Transplanting Wanda into a sitcom world serves her story the same way, interrogating her state of mind rather than testing her powers. Everything is so meticulously designed to look fake, from the spotless sets to the hanging backdrops to the wire-controlled special effects. The dialogue is over the top; the laugh track—and, in the first episode, a live studio audience—is intrusive. Each of the self-contained sitcom story lines forces Wanda to keep a straight face, smiling as if nothing has hurt her. The obviously strange nature of the situation makes Wanda’s plight both more painful and more intense. She’s ignoring it all to see what she wants to see—a feat that doesn’t require any magic, just the kind of extraordinary will, denial, and mental compartmentalizing a person musters in mourning. Fantasizing about a life one didn’t get to lead—a marriage, a pregnancy, a cute suburban community to call home—can hold that anguish at bay.
The show is inevitably going to fold into the larger Marvel story. Off-screen (or rather, off-off-screen), the series also carries the Marvel Cinematic Universe into “Phase Four”—the franchise’s post–Endgame saga of stories that’s expected to introduce the multiverse and feature far-flung characters from throughout the galaxy and beyond. Due to the pandemic, WandaVision is the first project to feature characters from the MCU films released in almost two years, and fans who’ve been itching for something mind-blowing to make up for the wait will delight in the Easter eggs and connections to the films. The character of Monica Rambeau (Teyonah Parris), who appeared as a little girl in Captain Marvel, arrives in Episode 2. A voice on the radio calling to Wanda sounds suspiciously like that of the actor Randall Park, who played the FBI agent Jimmy Woo in Ant-Man and the Wasp and is confirmed to be in the show’s cast. Any comic-book fan probably has a theory or two about the identity of Wanda and Vision’s children. And the show-within-a-show format teases the existence of a world outside of Wanda’s, indicating something more ambitious to come.
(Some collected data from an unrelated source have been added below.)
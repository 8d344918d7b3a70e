//! Encode/decode for the record format of spec §3.1, plus `size_at`, which
//! computes a value's on-disk length from at most two reads (the tag byte
//! and, for length-prefixed variants, the following 4-byte length word).

use super::{ObjectId, SAFE_INT_MAX, SAFE_INT_MIN, Value, tag};
use crate::errors::{Result, StoreError};

/// A random-access byte source a value can be sized from without decoding
/// its full payload. `BlockFile` implements this directly; `&[u8]` is
/// provided for tests and in-memory use.
pub trait ByteSource {
    /// # Errors
    /// Returns an error if the underlying medium cannot be read.
    fn read_at(&self, offset: u64, len: usize) -> std::io::Result<Vec<u8>>;
}

impl ByteSource for [u8] {
    fn read_at(&self, offset: u64, len: usize) -> std::io::Result<Vec<u8>> {
        let start = offset as usize;
        let end = (start + len).min(self.len());
        if start > self.len() {
            return Ok(Vec::new());
        }
        Ok(self[start..end].to_vec())
    }
}

impl ByteSource for Vec<u8> {
    fn read_at(&self, offset: u64, len: usize) -> std::io::Result<Vec<u8>> {
        self.as_slice().read_at(offset, len)
    }
}

/// Serializes `value` per spec §3.1.
#[must_use]
pub fn encode(value: &Value) -> Vec<u8> {
    let mut out = Vec::new();
    encode_into(value, &mut out);
    out
}

fn encode_into(value: &Value, out: &mut Vec<u8>) {
    match value {
        Value::Null => out.push(tag::NULL),
        Value::Bool(false) => out.push(tag::FALSE),
        Value::Bool(true) => out.push(tag::TRUE),
        Value::Int(i) => {
            out.push(tag::INT);
            out.extend_from_slice(&i.to_le_bytes());
        }
        Value::Float(f) => {
            out.push(tag::FLOAT);
            out.extend_from_slice(&f.to_le_bytes());
        }
        Value::Str(s) => {
            out.push(tag::STRING);
            let bytes = s.as_bytes();
            out.extend_from_slice(&(bytes.len() as u32).to_le_bytes());
            out.extend_from_slice(bytes);
        }
        Value::ObjectId(id) => {
            out.push(tag::OBJECT_ID);
            out.extend_from_slice(id.as_bytes());
        }
        Value::Date(ms) => {
            out.push(tag::DATE);
            out.extend_from_slice(&ms.to_le_bytes());
        }
        Value::Pointer(p) => {
            out.push(tag::POINTER);
            out.extend_from_slice(&p.to_le_bytes());
        }
        Value::Binary(bytes) => {
            out.push(tag::BINARY);
            out.extend_from_slice(&(bytes.len() as u32).to_le_bytes());
            out.extend_from_slice(bytes);
        }
        Value::Timestamp { secs, ordinal } => {
            out.push(tag::TIMESTAMP);
            let combined = (u64::from(*secs) << 32) | u64::from(*ordinal);
            out.extend_from_slice(&combined.to_le_bytes());
        }
        Value::Array(items) => {
            out.push(tag::ARRAY);
            let mut content = Vec::new();
            content.extend_from_slice(&(items.len() as u32).to_le_bytes());
            for item in items {
                encode_into(item, &mut content);
            }
            out.extend_from_slice(&(content.len() as u32).to_le_bytes());
            out.extend_from_slice(&content);
        }
        Value::Object(pairs) => {
            out.push(tag::OBJECT);
            let mut content = Vec::new();
            content.extend_from_slice(&(pairs.len() as u32).to_le_bytes());
            for (k, v) in pairs {
                let kb = k.as_bytes();
                content.extend_from_slice(&(kb.len() as u32).to_le_bytes());
                content.extend_from_slice(kb);
                encode_into(v, &mut content);
            }
            out.extend_from_slice(&(content.len() as u32).to_le_bytes());
            out.extend_from_slice(&content);
        }
    }
}

/// Decodes a single top-level value starting at offset 0 of `bytes`,
/// ignoring any trailing bytes.
///
/// # Errors
/// Returns `StoreError` variants on any inconsistency between the tag,
/// declared lengths, and the buffer contents.
pub fn decode(bytes: &[u8]) -> Result<Value> {
    decode_at(bytes, 0).map(|(v, _)| v)
}

/// Decodes a value starting at `offset` and returns it along with the
/// number of bytes consumed.
///
/// # Errors
/// See [`decode`].
pub fn decode_at(bytes: &[u8], offset: usize) -> Result<(Value, usize)> {
    let t = *bytes.get(offset).ok_or(StoreError::UnexpectedEof)?;
    let body = offset + 1;
    match t {
        tag::NULL => Ok((Value::Null, 1)),
        tag::FALSE => Ok((Value::Bool(false), 1)),
        tag::TRUE => Ok((Value::Bool(true), 1)),
        tag::INT => {
            let raw = read_i64(bytes, body)?;
            if !(SAFE_INT_MIN..=SAFE_INT_MAX).contains(&raw) {
                return Err(StoreError::IntegerOutOfSafeRange);
            }
            Ok((Value::Int(raw), 9))
        }
        tag::FLOAT => {
            let raw = read_u64(bytes, body)?;
            Ok((Value::Float(f64::from_bits(raw)), 9))
        }
        tag::STRING => {
            let len = read_u32(bytes, body)? as usize;
            let data = slice(bytes, body + 4, len)?;
            let s = String::from_utf8(data.to_vec()).map_err(|_| StoreError::NonUtf8)?;
            Ok((Value::Str(s), 1 + 4 + len))
        }
        tag::OBJECT_ID => {
            let data = slice(bytes, body, 12)?;
            let arr: [u8; 12] = data.try_into().expect("slice length checked above");
            Ok((Value::ObjectId(ObjectId::from_bytes(arr)), 13))
        }
        tag::DATE => {
            let raw = read_i64(bytes, body)?;
            Ok((Value::Date(raw), 9))
        }
        tag::POINTER => {
            let raw = read_u64(bytes, body)?;
            if raw > (SAFE_INT_MAX as u64) {
                return Err(StoreError::PointerOutOfSafeRange);
            }
            Ok((Value::Pointer(raw), 9))
        }
        tag::BINARY => {
            let len = read_u32(bytes, body)? as usize;
            let data = slice(bytes, body + 4, len)?;
            Ok((Value::Binary(data.to_vec()), 1 + 4 + len))
        }
        tag::TIMESTAMP => {
            let raw = read_u64(bytes, body)?;
            let secs = (raw >> 32) as u32;
            let ordinal = raw as u32;
            Ok((Value::Timestamp { secs, ordinal }, 9))
        }
        tag::ARRAY => {
            let content_size = read_u32(bytes, body)? as usize;
            let content = slice(bytes, body + 4, content_size)?;
            let count = read_u32(content, 0)? as usize;
            let mut items = Vec::with_capacity(count);
            let mut pos = 4;
            for _ in 0..count {
                let (item, used) = decode_at(content, pos)?;
                items.push(item);
                pos += used;
            }
            Ok((Value::Array(items), 1 + 4 + content_size))
        }
        tag::OBJECT => {
            let content_size = read_u32(bytes, body)? as usize;
            let content = slice(bytes, body + 4, content_size)?;
            let count = read_u32(content, 0)? as usize;
            let mut pairs: Vec<(String, Value)> = Vec::with_capacity(count);
            let mut pos = 4;
            for _ in 0..count {
                let klen = read_u32(content, pos)? as usize;
                let kbytes = slice(content, pos + 4, klen)?;
                let key = String::from_utf8(kbytes.to_vec()).map_err(|_| StoreError::NonUtf8)?;
                pos += 4 + klen;
                let (val, used) = decode_at(content, pos)?;
                pos += used;
                if let Some(slot) = pairs.iter_mut().find(|(ek, _)| *ek == key) {
                    slot.1 = val;
                } else {
                    pairs.push((key, val));
                }
            }
            Ok((Value::Object(pairs), 1 + 4 + content_size))
        }
        other => Err(StoreError::UnknownTag(other)),
    }
}

/// Computes the byte length of the value at `offset` using at most two
/// reads from `reader`: the tag byte, and — for `String`/`Binary`/`Array`/
/// `Object` — the following 4-byte length word.
///
/// # Errors
/// Returns an error if the underlying read fails or the tag is unknown.
pub fn size_at<R: ByteSource + ?Sized>(reader: &R, offset: u64) -> Result<u64> {
    let head = reader.read_at(offset, 1)?;
    let t = *head.first().ok_or(StoreError::UnexpectedEof)?;
    let size = match t {
        tag::NULL | tag::FALSE | tag::TRUE => 1,
        tag::INT | tag::FLOAT | tag::DATE | tag::POINTER | tag::TIMESTAMP => 9,
        tag::OBJECT_ID => 13,
        tag::STRING | tag::BINARY | tag::ARRAY | tag::OBJECT => {
            let len_bytes = reader.read_at(offset + 1, 4)?;
            if len_bytes.len() < 4 {
                return Err(StoreError::UnexpectedEof);
            }
            let len = u32::from_le_bytes(len_bytes.try_into().expect("checked len above"));
            1 + 4 + u64::from(len)
        }
        other => return Err(StoreError::UnknownTag(other)),
    };
    Ok(size)
}

fn slice(bytes: &[u8], start: usize, len: usize) -> Result<&[u8]> {
    let end = start.checked_add(len).ok_or(StoreError::InvalidLength)?;
    bytes.get(start..end).ok_or(StoreError::UnexpectedEof)
}

fn read_u32(bytes: &[u8], at: usize) -> Result<u32> {
    let raw = slice(bytes, at, 4)?;
    Ok(u32::from_le_bytes(raw.try_into().expect("slice length checked above")))
}

fn read_i64(bytes: &[u8], at: usize) -> Result<i64> {
    let raw = slice(bytes, at, 8)?;
    Ok(i64::from_le_bytes(raw.try_into().expect("slice length checked above")))
}

fn read_u64(bytes: &[u8], at: usize) -> Result<u64> {
    let raw = slice(bytes, at, 8)?;
    Ok(u64::from_le_bytes(raw.try_into().expect("slice length checked above")))
}

#[cfg(test)]
mod tests {
    use super::*;

    fn roundtrip(v: Value) {
        let bytes = encode(&v);
        assert_eq!(size_at(&bytes, 0).unwrap(), bytes.len() as u64);
        let back = decode(&bytes).unwrap();
        assert_eq!(back, v);
    }

    #[test]
    fn scalars_round_trip() {
        roundtrip(Value::Null);
        roundtrip(Value::Bool(true));
        roundtrip(Value::Bool(false));
        roundtrip(Value::Int(-42));
        roundtrip(Value::Int(SAFE_INT_MAX));
        roundtrip(Value::Int(SAFE_INT_MIN));
        roundtrip(Value::Float(3.5));
        roundtrip(Value::Str("hello world".into()));
        roundtrip(Value::ObjectId(ObjectId::new()));
        roundtrip(Value::Date(1_700_000_000_000));
        roundtrip(Value::Pointer(12345));
        roundtrip(Value::Binary(vec![1, 2, 3, 4]));
        roundtrip(Value::Timestamp { secs: 10, ordinal: 2 });
    }

    #[test]
    fn composites_round_trip() {
        roundtrip(Value::Array(vec![Value::Int(1), Value::Str("a".into()), Value::Null]));
        roundtrip(Value::object([
            ("x".to_string(), Value::Int(1)),
            ("y".to_string(), Value::Str("z".into())),
        ]));
    }

    #[test]
    fn nested_composites_round_trip() {
        let v = Value::object([(
            "items".to_string(),
            Value::Array(vec![Value::object([("a".to_string(), Value::Int(1))])]),
        )]);
        roundtrip(v);
    }

    #[test]
    fn rejects_out_of_range_integer() {
        let mut bytes = vec![tag::INT];
        bytes.extend_from_slice(&(SAFE_INT_MAX + 1).to_le_bytes());
        assert!(matches!(decode(&bytes), Err(StoreError::IntegerOutOfSafeRange)));
    }

    #[test]
    fn rejects_unknown_tag() {
        assert!(matches!(decode(&[0xFF]), Err(StoreError::UnknownTag(0xFF))));
    }

    #[test]
    fn rejects_non_utf8_string() {
        let mut bytes = vec![tag::STRING];
        bytes.extend_from_slice(&2u32.to_le_bytes());
        bytes.extend_from_slice(&[0xFF, 0xFE]);
        assert!(matches!(decode(&bytes), Err(StoreError::NonUtf8)));
    }

    #[test]
    fn size_at_skips_composite_without_decoding() {
        let v = Value::Array(vec![Value::Int(1); 50]);
        let bytes = encode(&v);
        let size = size_at(&bytes, 0).unwrap();
        assert_eq!(size, bytes.len() as u64);
    }

    #[test]
    fn decode_truncated_buffer_is_eof() {
        let bytes = vec![tag::INT, 1, 2, 3];
        assert!(matches!(decode(&bytes), Err(StoreError::UnexpectedEof)));
    }
}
But so far, WandaVision is telling a story not about an epic struggle to save humanity, but about one woman’s efforts to save herself from her sadness. She’s not the first superhero to be affected acutely by emotional pain; everyone knows that quote about great power and great responsibility. Yet for an MCU project, the choice to focus on Wanda’s inner life is revolutionary. In the films, characters don’t get much time to grieve. The Avengers had one scene in Endgame to mourn the death of a teammate, followed by a cameo-filled (but dialogue-free) funeral to say goodbye to another. Superheroes also rarely sit still in the face of loss: Significant deaths usually motivate them into action. All of Endgame is about characters who refuse to accept the deaths from the preceding film, going so far as to travel through time to revive their friends.
The typical superhero story challenges the limits of a character’s physical abilities, but Wanda’s plight tests her emotional strength. Her powers, after all, seem to have already helped her revive Vision, but her wishful thinking fuels the daydream they’re in. This show suggests that dwelling on what could have been to avoid a reality that hurts is the kind of human instinct that can ensnare even a superhero. “Who’s doing this to you, Wanda?” a disembodied voice asks her in Episode 2, interrupting a radio playing ’60s tunes. Wanda doesn’t respond, and only looks unsettled by the question. Perhaps she doesn’t know the answer. Or perhaps, deep down, she knows she’s the one doing this to herself.